Re: urllib2.urlopen(url) pulling something other than HTML



"dogatemycomputer@xxxxxxxxx" <dogatemycomputer@xxxxxxxxx> writes:
[...]
----------------------------------------------------------
f = formatter.AbstractFormatter(formatter.DumbWriter(StringIO()))
parser = htmllib.HTMLParser(f)
parser.feed(html)
parser.close()
return parser.anchorlist
----------------------------------------------------------

I get the idea that we're allocating some memory that looks like a
file so formatter.dumbwriter can manipulate it.

Don't worry too much about memory. The "StringIO()" probably only
really allocates the memory needed for the "bookkeeping" that StringIO
does for its own internal purposes, not the memory needed to actually
store the HTML. Later, when you use the object, Python will
dynamically (== at run time) allocate the necessary memory for the
HTML, when the .write() method is called on the StringIO instance.
Python handles the memory allocation for you -- though of course the
code you write affects how much memory gets used.

Note:

- The StringIO is where the *output* HTML goes.

- The formatter.DumbWriter likely doesn't do anything with the
StringIO() at the time it's passed (it hasn't even seen your HTML
yet, so how could it?). Instead, it just squirrels away the
StringIO() for later use.

The results are
passed to formatter.abstractformatter which does something else to the
HTML code.

Again, nothing much happens right away on the "f = ..." line. The
formatter.AbstractFormatter just keeps the formatter so it can use it
to format HTML later on.


The results are then passed to "f" which is then passed to

The results are not "passed" to f. Instead, the results are given a
name, "f". You can give a single object as many names as you like.


htmllib.HTMLParser so it can parse the html for links. I guess I

htmllib.HTMLParser wants the formatter so it can format output
(e.g. you might want to write out the same page with some of the links
removed). It doesn't need the formatter to parse the HTML.
HTMLParser itself is responsible for the parsing -- as the name
implies.


don't understand with any great detail as to why this is happening.
I know someone is going to say that I should RTFM so here is the gist
of the documentation:

formatter.DumbWriter = "This class is suitable for reflowing a
sequence of paragraphs."
formatter.AbstractFormatter = "The standard formatter. This
implementation has demonstrated wide applicability to many writers,
and may be used directly in most circumstances. It has been used to
implement a full-featured World Wide Web browser." <-- huh?
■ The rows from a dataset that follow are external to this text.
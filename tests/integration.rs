//! End-to-end tests: the proxy listener, admin API and a live mock backend

mod common;

use common::{
    closed_port, http_get, http_request, spawn_backend, start_proxy, test_settings,
    wait_for_status, Harness, MockRuntime,
};
use delne::db::ServiceStatus;
use std::time::Duration;

const TOKEN: &str = "test-token";
const AUTH: (&str, &str) = ("Authorization", "Bearer test-token");

#[tokio::test]
async fn test_static_route_rewrites_path() {
    let backend = spawn_backend().await;
    let h = Harness::new();
    h.routes
        .register("foo.local/test", &format!("http://127.0.0.1:{}", backend.port()));
    let proxy = start_proxy(&h, None, Duration::from_secs(5)).await;

    let response = http_get(proxy.port(), "/test/users?page=2", "foo.local").await;
    assert_eq!(response.status, 200);
    assert_eq!(response.body, "GET /users?page=2");
    assert_eq!(response.header("x-seen-forwarded-host"), Some("foo.local"));

    let response = http_get(proxy.port(), "/test", "foo.local").await;
    assert_eq!(response.status, 200);
    assert_eq!(response.body, "GET /");
}

#[tokio::test]
async fn test_static_route_keeps_base_path() {
    let backend = spawn_backend().await;
    let h = Harness::new();
    h.routes
        .register("bar.local", &format!("http://127.0.0.1:{}/api", backend.port()));
    let proxy = start_proxy(&h, None, Duration::from_secs(5)).await;

    let response = http_get(proxy.port(), "/v1/items", "Bar.Local:8080").await;
    assert_eq!(response.status, 200);
    assert_eq!(response.body, "GET /api/v1/items");
}

#[tokio::test]
async fn test_unknown_host_returns_404() {
    let h = Harness::new();
    h.routes.register("known.local", "web");
    let proxy = start_proxy(&h, None, Duration::from_secs(5)).await;

    let response = http_get(proxy.port(), "/", "unknown.local").await;
    assert_eq!(response.status, 404);
    assert_eq!(response.header("x-proxy-error"), Some("UNKNOWN_HOST"));
    assert_eq!(response.json()["code"], "UNKNOWN_HOST");
}

#[tokio::test]
async fn test_missing_host_header_returns_400() {
    let h = Harness::new();
    let proxy = start_proxy(&h, None, Duration::from_secs(5)).await;

    let response = http_request(proxy.port(), "GET", "/", None, &[], None).await;
    assert_eq!(response.status, 400);
    assert_eq!(response.header("x-proxy-error"), Some("MISSING_HOST_HEADER"));
}

#[tokio::test]
async fn test_route_to_unknown_service_returns_backend_not_found() {
    let h = Harness::new();
    h.routes.register("ghost.local", "ghost");
    let proxy = start_proxy(&h, None, Duration::from_secs(5)).await;

    let response = http_get(proxy.port(), "/", "ghost.local").await;
    assert_eq!(response.status, 404);
    assert_eq!(response.header("x-proxy-error"), Some("BACKEND_NOT_FOUND"));
}

#[tokio::test]
async fn test_unreachable_backend_returns_502() {
    let port = closed_port().await;
    let h = Harness::new();
    h.routes.register("down.local", &format!("http://127.0.0.1:{}", port));
    let proxy = start_proxy(&h, None, Duration::from_secs(5)).await;

    let response = http_get(proxy.port(), "/", "down.local").await;
    assert_eq!(response.status, 502);
    assert_eq!(response.header("x-proxy-error"), Some("CONNECTION_FAILED"));

    let response = http_get(proxy.port(), "/admin/api/healthcheck", "proxy.local").await;
    let requests = &response.json()["data"]["requests"];
    assert_eq!(requests["total"], 1);
    assert_eq!(requests["failed"], 1);
}

#[tokio::test]
async fn test_slow_backend_times_out() {
    let backend = spawn_backend().await;
    let h = Harness::new();
    h.routes
        .register("slow.local", &format!("http://127.0.0.1:{}", backend.port()));
    let proxy = start_proxy(&h, None, Duration::from_millis(300)).await;

    let response = http_get(proxy.port(), "/slow", "slow.local").await;
    assert_eq!(response.status, 504);
    assert_eq!(response.header("x-proxy-error"), Some("REQUEST_TIMEOUT"));
}

#[tokio::test]
async fn test_admin_healthcheck_and_auth() {
    let h = Harness::new();
    let proxy = start_proxy(&h, Some(TOKEN), Duration::from_secs(5)).await;

    let response = http_get(proxy.port(), "/admin/api/healthcheck", "proxy.local").await;
    assert_eq!(response.status, 200);
    assert_eq!(response.json()["data"]["status"], "ok");

    let response = http_get(proxy.port(), "/admin/api/proxies", "proxy.local").await;
    assert_eq!(response.status, 401);
    assert_eq!(response.json()["success"], false);

    let response = http_request(
        proxy.port(),
        "GET",
        "/admin/api/proxies",
        Some("proxy.local"),
        &[AUTH],
        None,
    )
    .await;
    assert_eq!(response.status, 200);
    assert_eq!(response.json()["data"], serde_json::json!([]));

    let response = http_request(
        proxy.port(),
        "GET",
        "/admin/api/nothing",
        Some("proxy.local"),
        &[AUTH],
        None,
    )
    .await;
    assert_eq!(response.status, 404);
}

#[tokio::test]
async fn test_admin_prefix_does_not_capture_similar_paths() {
    let backend = spawn_backend().await;
    let h = Harness::new();
    h.routes
        .register("site.local", &format!("http://127.0.0.1:{}", backend.port()));
    let proxy = start_proxy(&h, None, Duration::from_secs(5)).await;

    let response = http_get(proxy.port(), "/administrator", "site.local").await;
    assert_eq!(response.status, 200);
    assert_eq!(response.body, "GET /administrator");
}

#[tokio::test]
async fn test_admin_registers_and_rebinds_routes() {
    let backend = spawn_backend().await;
    let h = Harness::new();
    let proxy = start_proxy(&h, Some(TOKEN), Duration::from_secs(5)).await;
    let target = format!("http://127.0.0.1:{}", backend.port());

    let body = serde_json::json!({ "host": "app.local", "target": target }).to_string();
    let response = http_request(
        proxy.port(),
        "POST",
        "/admin/api/proxies",
        Some("proxy.local"),
        &[AUTH],
        Some(&body),
    )
    .await;
    assert_eq!(response.status, 201);
    assert_eq!(http_get(proxy.port(), "/hello", "app.local").await.body, "GET /hello");

    let body = serde_json::json!({ "host": "app2.local", "target": target }).to_string();
    let response = http_request(
        proxy.port(),
        "PUT",
        "/admin/api/proxies/app.local",
        Some("proxy.local"),
        &[AUTH],
        Some(&body),
    )
    .await;
    assert_eq!(response.status, 200);
    assert_eq!(http_get(proxy.port(), "/", "app.local").await.status, 404);
    assert_eq!(http_get(proxy.port(), "/", "app2.local").await.status, 200);

    let response = http_request(
        proxy.port(),
        "POST",
        "/admin/api/proxies",
        Some("proxy.local"),
        &[AUTH],
        Some(r#"{"host": "", "target": "web"}"#),
    )
    .await;
    assert_eq!(response.status, 400);
    assert_eq!(response.json()["success"], false);
}

#[tokio::test]
async fn test_managed_service_end_to_end() {
    let backend = spawn_backend().await;
    let runtime = MockRuntime::new();
    runtime.set_ports(vec![backend.port()]);
    let h = Harness::with(runtime, test_settings());
    let proxy = start_proxy(&h, Some(TOKEN), Duration::from_secs(5)).await;

    // The service name doubles as its hostname on the container network
    let body = r#"{"name": "localhost", "image": "acme/app:v2", "host": "app.local"}"#;
    let response = http_request(
        proxy.port(),
        "POST",
        "/admin/api/services",
        Some("proxy.local"),
        &[AUTH],
        Some(body),
    )
    .await;
    assert_eq!(response.status, 201);
    let json = response.json();
    assert_eq!(json["data"]["name"], "localhost");
    assert_eq!(json["data"]["image"]["repository"], "acme");
    assert_eq!(json["data"]["image"]["tag"], "v2");

    assert!(
        wait_for_status(&h.db, "localhost", ServiceStatus::Running, Duration::from_secs(5)).await
    );

    let response = http_get(proxy.port(), "/orders?id=7", "app.local").await;
    assert_eq!(response.status, 200);
    assert_eq!(response.body, "GET /orders?id=7");

    let response = http_request(
        proxy.port(),
        "POST",
        "/admin/api/services/localhost/start",
        Some("proxy.local"),
        &[AUTH],
        None,
    )
    .await;
    assert_eq!(response.status, 409);

    let response = http_request(
        proxy.port(),
        "POST",
        "/admin/api/services/localhost/stop",
        Some("proxy.local"),
        &[AUTH],
        None,
    )
    .await;
    assert_eq!(response.status, 200);
    assert_eq!(response.json()["data"]["status"], "STOPPED");

    let response = http_get(proxy.port(), "/orders", "app.local").await;
    assert_eq!(response.status, 404);
    assert_eq!(response.header("x-proxy-error"), Some("BACKEND_NOT_FOUND"));

    let response = http_request(
        proxy.port(),
        "DELETE",
        "/admin/api/services/localhost",
        Some("proxy.local"),
        &[AUTH],
        None,
    )
    .await;
    assert_eq!(response.status, 200);

    let response = http_get(proxy.port(), "/orders", "app.local").await;
    assert_eq!(response.header("x-proxy-error"), Some("UNKNOWN_HOST"));
}

#[tokio::test]
async fn test_admin_env_endpoints() {
    let h = Harness::new();
    h.create_and_wait("web", &["web.local"]).await;
    let proxy = start_proxy(&h, Some(TOKEN), Duration::from_secs(5)).await;

    let response = http_request(
        proxy.port(),
        "PUT",
        "/admin/api/services/web/env",
        Some("proxy.local"),
        &[AUTH],
        Some(r#"{"env": {"MODE": "production", "DSN": "a=b"}}"#),
    )
    .await;
    assert_eq!(response.status, 202);
    assert_eq!(response.json()["data"]["env"]["MODE"], "production");
    assert!(wait_for_status(&h.db, "web", ServiceStatus::Running, Duration::from_secs(5)).await);

    let response = http_request(
        proxy.port(),
        "DELETE",
        "/admin/api/services/web/env/NOPE",
        Some("proxy.local"),
        &[AUTH],
        None,
    )
    .await;
    assert_eq!(response.status, 404);

    let response = http_request(
        proxy.port(),
        "DELETE",
        "/admin/api/services/web/env/MODE",
        Some("proxy.local"),
        &[AUTH],
        None,
    )
    .await;
    assert_eq!(response.status, 202);
    assert!(response.json()["data"]["env"].get("MODE").is_none());

    let response = http_request(
        proxy.port(),
        "GET",
        "/admin/api/services",
        Some("proxy.local"),
        &[AUTH],
        None,
    )
    .await;
    assert_eq!(response.status, 200);
    assert_eq!(response.json()["data"].as_array().map(Vec::len), Some(1));
}

#[tokio::test]
async fn test_admin_decodes_path_segments() {
    let h = Harness::new();
    h.routes.register("a.local/x", "http://127.0.0.1:9");
    let proxy = start_proxy(&h, None, Duration::from_secs(5)).await;

    let body = r#"{"host": "b.local/y", "target": "http://127.0.0.1:9"}"#;
    let response = http_request(
        proxy.port(),
        "PUT",
        "/admin/api/proxies/a.local%2Fx",
        Some("proxy.local"),
        &[],
        Some(body),
    )
    .await;
    assert_eq!(response.status, 200);

    let routes = h.routes.list_all();
    assert!(routes.contains_key("b.local/y"));
    assert!(!routes.contains_key("a.local/x"));
}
The web browser in question was called "Grail". Grail has been
resting for some time now. By today's standards, "full-featured" is a
bit of a stretch.

But I wouldn't worry too much about what they're trying to say there
yet (it has to do with the way the formatter.AbstractFormatter class
is structured, not what it actually does "out of the box").


So.. What is dumbwriter and abstractformatter doing with this HTML and
why does it need to be done before parser.feed() gets a hold of it?

The "heavy lifting" only really actually starts happening when you
call parser.feed(). Before that, you're just setting the stage.


The last question is.. I can't find any documentation to explain
where the "anchorlist" attribute came from? Here is the only
reference to this attribute that I can find anywhere in the Python
documentation.

----------------------
anchor_bgn( href, name, type)
This method is called at the start of an anchor region. The
arguments correspond to the attributes of the <A> tag with the same
names. The default implementation maintains a list of hyperlinks
(defined by the HREF attribute for <A> tags) within the document. The
list of hyperlinks is available as the data attribute anchorlist.
----------------------

That is indeed the (only) documentation for .anchorlist . What more
were you expecting to see?


So .. How does an average developer figure out that parser returns a
list of hyperlinks in an attribute called anchorlist? Is this

They keep the Library Reference under their pillow :-)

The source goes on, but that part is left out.